> _Task directions_
Which lines of the entries below contain the string "PreprocessConfig"? Copy each one.

> _Records shown_
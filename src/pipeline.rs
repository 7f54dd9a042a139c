//! Episode driver: feeds every step through a [`StepProcessor`] and writes the
//! results out.

use std::io::Write;

use serde::Serialize;
use tracing::{debug, info, instrument, warn};

use crate::config::{InspectConfig, MalformedStepPolicy, PreprocessConfig};
use crate::error::{PreprocessError, Result};
use crate::step::{Episode, StepRecord};
use crate::StepProcessor;

/// Counts for a finished run.
#[derive(Debug, Clone, Copy, Default, PartialEq, Eq, Serialize)]
pub struct RunSummary {
    pub episodes: usize,
    /// Steps transformed successfully.
    pub steps: usize,
    /// Steps dropped under [`MalformedStepPolicy::Skip`].
    pub skipped: usize,
}

pub struct Preprocessor {
    processor: Box<dyn StepProcessor>,
    policy: MalformedStepPolicy,
}

impl std::fmt::Debug for Preprocessor {
    fn fmt(&self, f: &mut std::fmt::Formatter<'_>) -> std::fmt::Result {
        f.debug_struct("Preprocessor")
            .field("dataset", &self.processor.dataset_name())
            .field("policy", &self.policy)
            .finish()
    }
}

impl Preprocessor {
    pub fn new(processor: Box<dyn StepProcessor>, policy: MalformedStepPolicy) -> Self {
        Self { processor, policy }
    }

    pub fn from_config(config: &PreprocessConfig) -> Result<Self> {
        Ok(Self::new(config.processor()?, config.on_malformed))
    }

    pub fn processor(&self) -> &dyn StepProcessor {
        self.processor.as_ref()
    }

    /// Transforms one step, applying the malformed-step policy.
    ///
    /// `Ok(None)` means the step was skipped.
    fn transform(
        &self,
        episode: usize,
        index: usize,
        step: StepRecord,
        summary: &mut RunSummary,
    ) -> Result<Option<StepRecord>> {
        match self.processor.process_step(step) {
            Ok(step) => {
                summary.steps += 1;
                Ok(Some(step))
            }
            Err(err) if self.policy == MalformedStepPolicy::Skip && err.is_record_error() => {
                warn!(episode, step = index, error = %err, "skipping malformed step");
                summary.skipped += 1;
                Ok(None)
            }
            Err(err) => Err(err),
        }
    }

    /// Transforms every step of `episode`, keeping its other fields.
    pub fn process_episode(
        &self,
        index: usize,
        episode: Episode,
        summary: &mut RunSummary,
    ) -> Result<Episode> {
        let Episode { steps, extra } = episode;
        let mut out = Vec::with_capacity(steps.len());
        for (i, step) in steps.into_iter().enumerate() {
            if let Some(step) = self.transform(index, i, step, summary)? {
                out.push(step);
            }
        }
        summary.episodes += 1;
        debug!(episode = index, steps = out.len(), "processed episode");
        Ok(Episode { steps: out, extra })
    }

    /// Pretty-prints the first `limits.steps` transformed steps of the first
    /// `limits.episodes` episodes.
    ///
    /// Steps past the limit are neither transformed nor validated.
    #[instrument(skip_all, fields(dataset = self.processor.dataset_name()))]
    pub fn inspect<I, W>(
        &self,
        episodes: I,
        limits: InspectConfig,
        out: &mut W,
    ) -> Result<RunSummary>
    where
        I: IntoIterator<Item = Result<Episode>>,
        W: Write,
    {
        let mut summary = RunSummary::default();

        for (e, episode) in episodes.into_iter().take(limits.episodes).enumerate() {
            let episode = episode?;
            summary.episodes += 1;

            let mut printed = 0;
            for (i, step) in episode.steps.into_iter().enumerate() {
                if printed == limits.steps {
                    break;
                }
                let Some(step) = self.transform(e, i, step, &mut summary)? else {
                    continue;
                };
                serde_json::to_writer_pretty(&mut *out, &step).map_err(write_error)?;
                writeln!(out).map_err(PreprocessError::Write)?;
                printed += 1;
            }
        }

        out.flush().map_err(PreprocessError::Write)?;
        info!(?summary, "inspection finished");
        Ok(summary)
    }

    /// Transforms whole episodes and writes each as one JSON line.
    ///
    /// `limit` caps the number of episodes; `None` processes all of them.
    #[instrument(skip_all, fields(dataset = self.processor.dataset_name()))]
    pub fn convert<I, W>(
        &self,
        episodes: I,
        limit: Option<usize>,
        out: &mut W,
    ) -> Result<RunSummary>
    where
        I: IntoIterator<Item = Result<Episode>>,
        W: Write,
    {
        let mut summary = RunSummary::default();

        for (e, episode) in episodes
            .into_iter()
            .take(limit.unwrap_or(usize::MAX))
            .enumerate()
        {
            let episode = self.process_episode(e, episode?, &mut summary)?;
            serde_json::to_writer(&mut *out, &episode).map_err(write_error)?;
            writeln!(out).map_err(PreprocessError::Write)?;
        }

        out.flush().map_err(PreprocessError::Write)?;
        info!(?summary, "conversion finished");
        Ok(summary)
    }
}

// Records are already valid JSON values, so a serializer failure is a sink failure.
fn write_error(err: serde_json::Error) -> PreprocessError {
    if err.is_io() {
        PreprocessError::Write(err.into())
    } else {
        PreprocessError::Json(err)
    }
}
//! Step and episode records.
//!
//! Records stay as JSON objects so that fields the transform does not touch
//! (images, rewards, episode metadata) pass through unchanged and in order.

use serde::{Deserialize, Serialize};
use serde_json::{Map, Value};

use crate::error::{json_type_name, PreprocessError, Result};

/// One timestep: an `action` object, an `observation` object and anything else
/// the dataset recorded.
#[derive(Debug, Clone, Default, PartialEq, Serialize, Deserialize)]
#[serde(transparent)]
pub struct StepRecord(Map<String, Value>);

impl StepRecord {
    pub fn new(fields: Map<String, Value>) -> Self {
        Self(fields)
    }

    pub fn from_value(value: Value) -> Result<Self> {
        match value {
            Value::Object(fields) => Ok(Self(fields)),
            other => Err(PreprocessError::InvalidType {
                field: "step".to_owned(),
                expected: "object",
                actual: json_type_name(&other),
            }),
        }
    }

    pub fn fields(&self) -> &Map<String, Value> {
        &self.0
    }

    pub fn into_value(self) -> Value {
        Value::Object(self.0)
    }

    pub fn action(&self) -> Result<&Map<String, Value>> {
        object(&self.0, "action")
    }

    pub fn action_mut(&mut self) -> Result<&mut Map<String, Value>> {
        object_mut(&mut self.0, "action")
    }

    pub fn observation(&self) -> Result<&Map<String, Value>> {
        object(&self.0, "observation")
    }

    pub fn observation_mut(&mut self) -> Result<&mut Map<String, Value>> {
        object_mut(&mut self.0, "observation")
    }

    /// `observation.natural_language_instruction`.
    pub fn instruction(&self) -> Result<&str> {
        let value = self
            .observation()?
            .get(INSTRUCTION_KEY)
            .ok_or_else(|| PreprocessError::MissingField(instruction_path()))?;
        value.as_str().ok_or_else(|| PreprocessError::InvalidType {
            field: instruction_path(),
            expected: "string",
            actual: json_type_name(value),
        })
    }

    pub fn set_instruction(&mut self, instruction: String) -> Result<()> {
        self.observation_mut()?
            .insert(INSTRUCTION_KEY.to_owned(), Value::String(instruction));
        Ok(())
    }
}

const INSTRUCTION_KEY: &str = "natural_language_instruction";

fn instruction_path() -> String {
    format!("observation.{INSTRUCTION_KEY}")
}

fn object<'a>(fields: &'a Map<String, Value>, key: &str) -> Result<&'a Map<String, Value>> {
    let value = fields
        .get(key)
        .ok_or_else(|| PreprocessError::MissingField(key.to_owned()))?;
    value.as_object().ok_or_else(|| PreprocessError::InvalidType {
        field: key.to_owned(),
        expected: "object",
        actual: json_type_name(value),
    })
}

fn object_mut<'a>(
    fields: &'a mut Map<String, Value>,
    key: &str,
) -> Result<&'a mut Map<String, Value>> {
    match fields.get_mut(key) {
        Some(Value::Object(map)) => Ok(map),
        Some(other) => Err(PreprocessError::InvalidType {
            field: key.to_owned(),
            expected: "object",
            actual: json_type_name(other),
        }),
        None => Err(PreprocessError::MissingField(key.to_owned())),
    }
}

/// A full task demonstration.
#[derive(Debug, Clone, Default, PartialEq, Serialize, Deserialize)]
pub struct Episode {
    pub steps: Vec<StepRecord>,
    /// Everything besides `steps`, e.g. `episode_metadata`.
    #[serde(flatten)]
    pub extra: Map<String, Value>,
}
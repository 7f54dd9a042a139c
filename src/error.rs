//! Error type shared by the step transform, the loader and the driver.

use std::path::PathBuf;

use thiserror::Error;

pub type Result<T, E = PreprocessError> = std::result::Result<T, E>;

#[derive(Error, Debug)]
pub enum PreprocessError {
    /// A required key is absent from the record. The field is a dotted path
    /// such as `action.world_vector`.
    #[error("missing field `{0}`")]
    MissingField(String),

    #[error("field `{field}` expected {expected} element(s), got {actual}")]
    ShapeMismatch {
        field: String,
        expected: usize,
        actual: usize,
    },

    #[error("field `{field}` expected {expected}, got {actual}")]
    InvalidType {
        field: String,
        expected: &'static str,
        actual: &'static str,
    },

    /// A domain helper (quaternion conversion, instruction cleaning) rejected its input.
    #[error("{helper} failed: {reason}")]
    Helper {
        helper: &'static str,
        reason: String,
    },

    #[error("IO error occurred on path: {1}")]
    Io(#[source] std::io::Error, PathBuf),

    #[error("malformed episode at {}:{line}", .path.display())]
    MalformedEpisode {
        path: PathBuf,
        line: usize,
        #[source]
        source: serde_json::Error,
    },

    #[error(transparent)]
    Json(#[from] serde_json::Error),

    #[error("failed to write output")]
    Write(#[source] std::io::Error),

    #[error("dataset directory not found: {}", .0.display())]
    DatasetNotFound(PathBuf),

    #[error("no .jsonl shards in dataset directory: {}", .0.display())]
    EmptyDataset(PathBuf),

    #[error("unknown dataset: {0}")]
    UnknownDataset(String),
}

impl PreprocessError {
    pub(crate) fn helper(helper: &'static str, reason: impl Into<String>) -> Self {
        Self::Helper {
            helper,
            reason: reason.into(),
        }
    }

    /// Whether the error describes a bad record rather than a broken run.
    ///
    /// Only these are eligible for the `skip` malformed-step policy.
    pub fn is_record_error(&self) -> bool {
        matches!(
            self,
            Self::MissingField(_)
                | Self::ShapeMismatch { .. }
                | Self::InvalidType { .. }
                | Self::Helper { .. }
        )
    }
}

/// JSON type name used in `InvalidType` messages.
pub(crate) fn json_type_name(value: &serde_json::Value) -> &'static str {
    match value {
        serde_json::Value::Null => "null",
        serde_json::Value::Bool(_) => "boolean",
        serde_json::Value::Number(_) => "number",
        serde_json::Value::String(_) => "string",
        serde_json::Value::Array(_) => "array",
        serde_json::Value::Object(_) => "object",
    }
}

> _Written reply_
use crate::config::{InspectConfig, MalformedStepPolicy, PreprocessConfig};
    pub fn from_config(config: &PreprocessConfig) -> Result<Self> {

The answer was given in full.